# Lionel 1689E Repair Parts Source?



## Southern Tier (Feb 8, 2013)

After years in storage I dug the old American Flyer out this year and decided to put it up. Well, as you might guess one thing led to another and I found myself making repairs and planning a new layout.

Dad started us out in the early 50's. It began with his old train a 1689E Lionel, the real subject of this post. I still have this set and except for the mechanical part of the engine it is in pretty good shape. Dad was a Jr. and the V. is now 14. His father the IV loves family heirlooms and I would love to retore the 1689E for them.

The problem: the reduction gear on the motor is badly worn and several cogs on the drive wheel have been broken off. The ID plate is missing; but from what I have seen there isn't a lot of information on them to begin with. I almost bought a 1688 on Ebay thinking I could probably swap the motor and drive wheel; but I wasn't sure so dropped out of the auction.

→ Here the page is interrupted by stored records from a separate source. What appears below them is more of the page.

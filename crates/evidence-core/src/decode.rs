//! Payload normalization
//!
//! Content stores hand back either raw bytes or Base64 text, the latter often
//! wrapped in a data URL (`data:image/png;base64,....`). Everything downstream
//! works on raw bytes.

use base64::engine::general_purpose::STANDARD;
use base64::Engine;
use serde::{Deserialize, Serialize};
use thiserror::Error;

/// Evidence content as returned by a content store
#[derive(Debug, Clone, PartialEq, Eq, Serialize, Deserialize)]
pub enum EvidencePayload {
    Binary(Vec<u8>),
    /// Base64 text, optionally prefixed with a data-URL header
    Text(String),
}

#[derive(Debug, Clone, PartialEq, Eq)]
pub struct DecodedPayload {
    pub bytes: Vec<u8>,
    /// Media type announced by a data-URL header, if any
    pub media_type: Option<String>,
}

/// A text payload that is not valid Base64. Keeps the original text so it can
/// still be shipped as an attachment.
#[derive(Error, Debug, Clone, PartialEq, Eq)]
#[error("invalid base64 payload: {error}")]
pub struct UndecodablePayload {
    pub text: String,
    pub error: base64::DecodeError,
}

pub fn decode_payload(payload: EvidencePayload) -> Result<DecodedPayload, UndecodablePayload> {
    match payload {
        EvidencePayload::Binary(bytes) => Ok(DecodedPayload {
            bytes,
            media_type: None,
        }),
        EvidencePayload::Text(text) => {
            let (header, data) = match text.split_once(',') {
                Some((header, data)) => (Some(header), data),
                None => (None, text.as_str()),
            };
            let compact: String = data.chars().filter(|c| !c.is_ascii_whitespace()).collect();
            match STANDARD.decode(compact.as_bytes()) {
                Ok(bytes) => Ok(DecodedPayload {
                    bytes,
                    media_type: header.and_then(data_url_media_type),
                }),
                Err(error) => Err(UndecodablePayload { text, error }),
            }
        }
    }
}

/// `data:image/png;base64` -> `image/png`
fn data_url_media_type(header: &str) -> Option<String> {
    let meta = header.trim().strip_prefix("data:")?;
    let media_type = meta.split(';').next()?.trim();
    if media_type.is_empty() {
        None
    } else {
        Some(media_type.to_ascii_lowercase())
    }
}
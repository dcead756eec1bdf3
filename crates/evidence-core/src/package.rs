//! Packaging decision
//!
//! A merge with nothing left over ships as the composite PDF alone. Anything
//! unembedded turns the deliverable into a ZIP holding the composite plus an
//! attachments folder.

use crate::config::MergeConfig;
use crate::compose::UnembeddedFile;
use crate::error::EvidenceError;
use crate::merge::MergeResult;
use std::collections::HashMap;
use std::io::{Cursor, Write};
use std::path::{Path, PathBuf};
use zip::write::SimpleFileOptions;
use zip::{CompressionMethod, ZipWriter};

pub use crate::classify::PDF_MEDIA_TYPE;
pub const ZIP_MEDIA_TYPE: &str = "application/zip";

#[derive(Debug, Clone, PartialEq, Eq)]
pub enum PackagedArtifact {
    SingleDocument { bytes: Vec<u8>, file_name: String },
    Archive { bytes: Vec<u8>, file_name: String },
}

impl PackagedArtifact {
    pub fn file_name(&self) -> &str {
        match self {
            PackagedArtifact::SingleDocument { file_name, .. }
            | PackagedArtifact::Archive { file_name, .. } => file_name,
        }
    }

    pub fn bytes(&self) -> &[u8] {
        match self {
            PackagedArtifact::SingleDocument { bytes, .. }
            | PackagedArtifact::Archive { bytes, .. } => bytes,
        }
    }

    pub fn media_type(&self) -> &'static str {
        match self {
            PackagedArtifact::SingleDocument { .. } => PDF_MEDIA_TYPE,
            PackagedArtifact::Archive { .. } => ZIP_MEDIA_TYPE,
        }
    }

    pub fn is_archive(&self) -> bool {
        matches!(self, PackagedArtifact::Archive { .. })
    }

    /// Write the artifact into `dir` under its file name, creating `dir` if
    /// needed. Returns the written path.
    pub async fn write_to_dir(&self, dir: &Path) -> std::io::Result<PathBuf> {
        tokio::fs::create_dir_all(dir).await?;
        let path = dir.join(self.file_name());
        tokio::fs::write(&path, self.bytes()).await?;
        Ok(path)
    }
}

/// Turn a merge result into the deliverable for `base_name`
pub fn package(
    result: MergeResult,
    base_name: &str,
    config: &MergeConfig,
) -> Result<PackagedArtifact, EvidenceError> {
    config.validate()?;
    let document_name = config.document_file_name(base_name);

    if result.unembedded.is_empty() {
        tracing::info!(file_name = %document_name, "Packaged single document");
        return Ok(PackagedArtifact::SingleDocument {
            bytes: result.composite,
            file_name: document_name,
        });
    }

    let entries = attachment_entries(&result.unembedded, &config.attachments_folder);
    let bytes = build_archive(&document_name, &result.composite, &entries)
        .map_err(|e| EvidenceError::Archive(e.to_string()))?;
    let file_name = config.archive_file_name(base_name);

    tracing::info!(
        file_name = %file_name,
        attachments = entries.len(),
        "Packaged archive"
    );
    Ok(PackagedArtifact::Archive { bytes, file_name })
}

/// Archive paths for unembedded files. A repeated path keeps its first
/// position and the data of its last occurrence.
fn attachment_entries<'a>(files: &'a [UnembeddedFile], folder: &str) -> Vec<(String, &'a [u8])> {
    let mut entries: Vec<(String, &'a [u8])> = Vec::with_capacity(files.len());
    let mut index: HashMap<String, usize> = HashMap::new();

    for (position, file) in files.iter().enumerate() {
        let path = format!("{}/{}", folder, attachment_file_name(&file.name, position));
        match index.get(&path) {
            Some(&slot) => entries[slot].1 = &file.data,
            None => {
                index.insert(path.clone(), entries.len());
                entries.push((path, &file.data));
            }
        }
    }
    entries
}

/// Keep the original name but never let it leave the attachments folder
fn attachment_file_name(name: &str, position: usize) -> String {
    let cleaned: String = name
        .trim()
        .chars()
        .map(|c| match c {
            '/' | '\\' | '\0' => '_',
            c => c,
        })
        .collect();
    match cleaned.as_str() {
        "" | "." | ".." => format!("attachment-{}", position + 1),
        _ => cleaned,
    }
}

fn entry_options() -> SimpleFileOptions {
    SimpleFileOptions::default().compression_method(CompressionMethod::Deflated)
}

fn build_archive(
    document_name: &str,
    composite: &[u8],
    attachments: &[(String, &[u8])],
) -> zip::result::ZipResult<Vec<u8>> {
    let mut writer = ZipWriter::new(Cursor::new(Vec::new()));

    writer.start_file(document_name, entry_options())?;
    writer.write_all(composite)?;

    for (path, data) in attachments {
        writer.start_file(path.as_str(), entry_options())?;
        writer.write_all(data)?;
    }

    Ok(writer.finish()?.into_inner())
}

That is when I started looking for a forum and found you guys. If you have any advice I'd love to hear it. Thanks.


----------



## gunrunnerjohn (Nov 10, 2010)

Welcome to the forum.  I changed the title to more accurately reflect what you're looking for, it should help in finding it.

The "tin men" should be along soon and will have lots of suggestions.


----------



## T-Man (May 16, 2008)

I have two 1689e threads. take a close look at the motors. I am not sure id-f they are original or a FIT replacement. They do work. You can search the 1668 and 1688 to virw pictures of their motors too. For parts just google jeff the train tender and ask him. If there are differences, you may want to post pictures here to resolve any issues first.

1689e


more 1689e


----------



## Southern Tier (Feb 8, 2013)

Thanks T-Man. I have read those posts and got some really good tips and ideas; especially the stripping and painting portions. Nice to know it's not sacreligous to repaint antique trains!


----------



## gunrunnerjohn (Nov 10, 2010)

We aren't exactly a religious bunch when it comes to modifications of model trains.


----------



## tjcruiser (Jan 10, 2010)

There are two fundamental different types of motors in 1688's. Early ones had the "Lionel Jr' style of motor ... metal sideplates, and a black fiber pickup plate with pickup shoes.

Later 1688's had a different motor with a black plastic/bakelite base.

I think most 1689's used the Lionel Jr style motor. Look in my "Lionel 1681" threads, and you'll see this described / torn-apart / rebuilt in detail.

You can replace the mid reduction gear by grinding off the "T-head" of the stud that it spins on. The flanges of the wheel will hold the new gear in place.

If need be, you can replace the stud itself, but that warrants a bit more work. Detailed info here, from posts 22 through 51 ...

http://www.modeltrainforum.com/showthread.php?p=63477&postcount=22

Here's my first 1681E / Lionel Jr project. You can see on this one how the gear has already been replaced by grinding away the stud head. The gear just "floats" underneath the wheel flanges. Works just fine.

http://www.modeltrainforum.com/showthread.php?p=28210&postcount=34

Jeff Kane at the Train Tender will have the gear.

Regards,

TJ


----------



## Southern Tier (Feb 8, 2013)

*Update*

Hey Guys, Time for an update.

Starting to see a light at the end of the tunnel, hopefully the light from my old 1689E. I shoulda taken pictures; but I'm more the tear into it first kinda guy. It looked like rd's from '1689e on the work bench', not quite as rough and no rust; but I decided to paint. Thank god antique patina is not revered in this hobby! Painting is done for now. Would like to pin stripe the loco but detail painting not my forte; maybe I'll give the marker pen approach a try.

I rewired the engine and lubed, cleaned the fingers on the e-unit, motor runs fine. Years ago when we got a second train for the AF layout, yes I'm really an S gauger, the old girl got relegated to under the Christmas tree. When problems arose with the reverse Dad cut off the lever so we boys couldn't mess with it. When the transformer started to smell, probably about 1957 she got packed away until now. So I just got a new lever from Jeff at traintender and will replace that before the loco goes back together.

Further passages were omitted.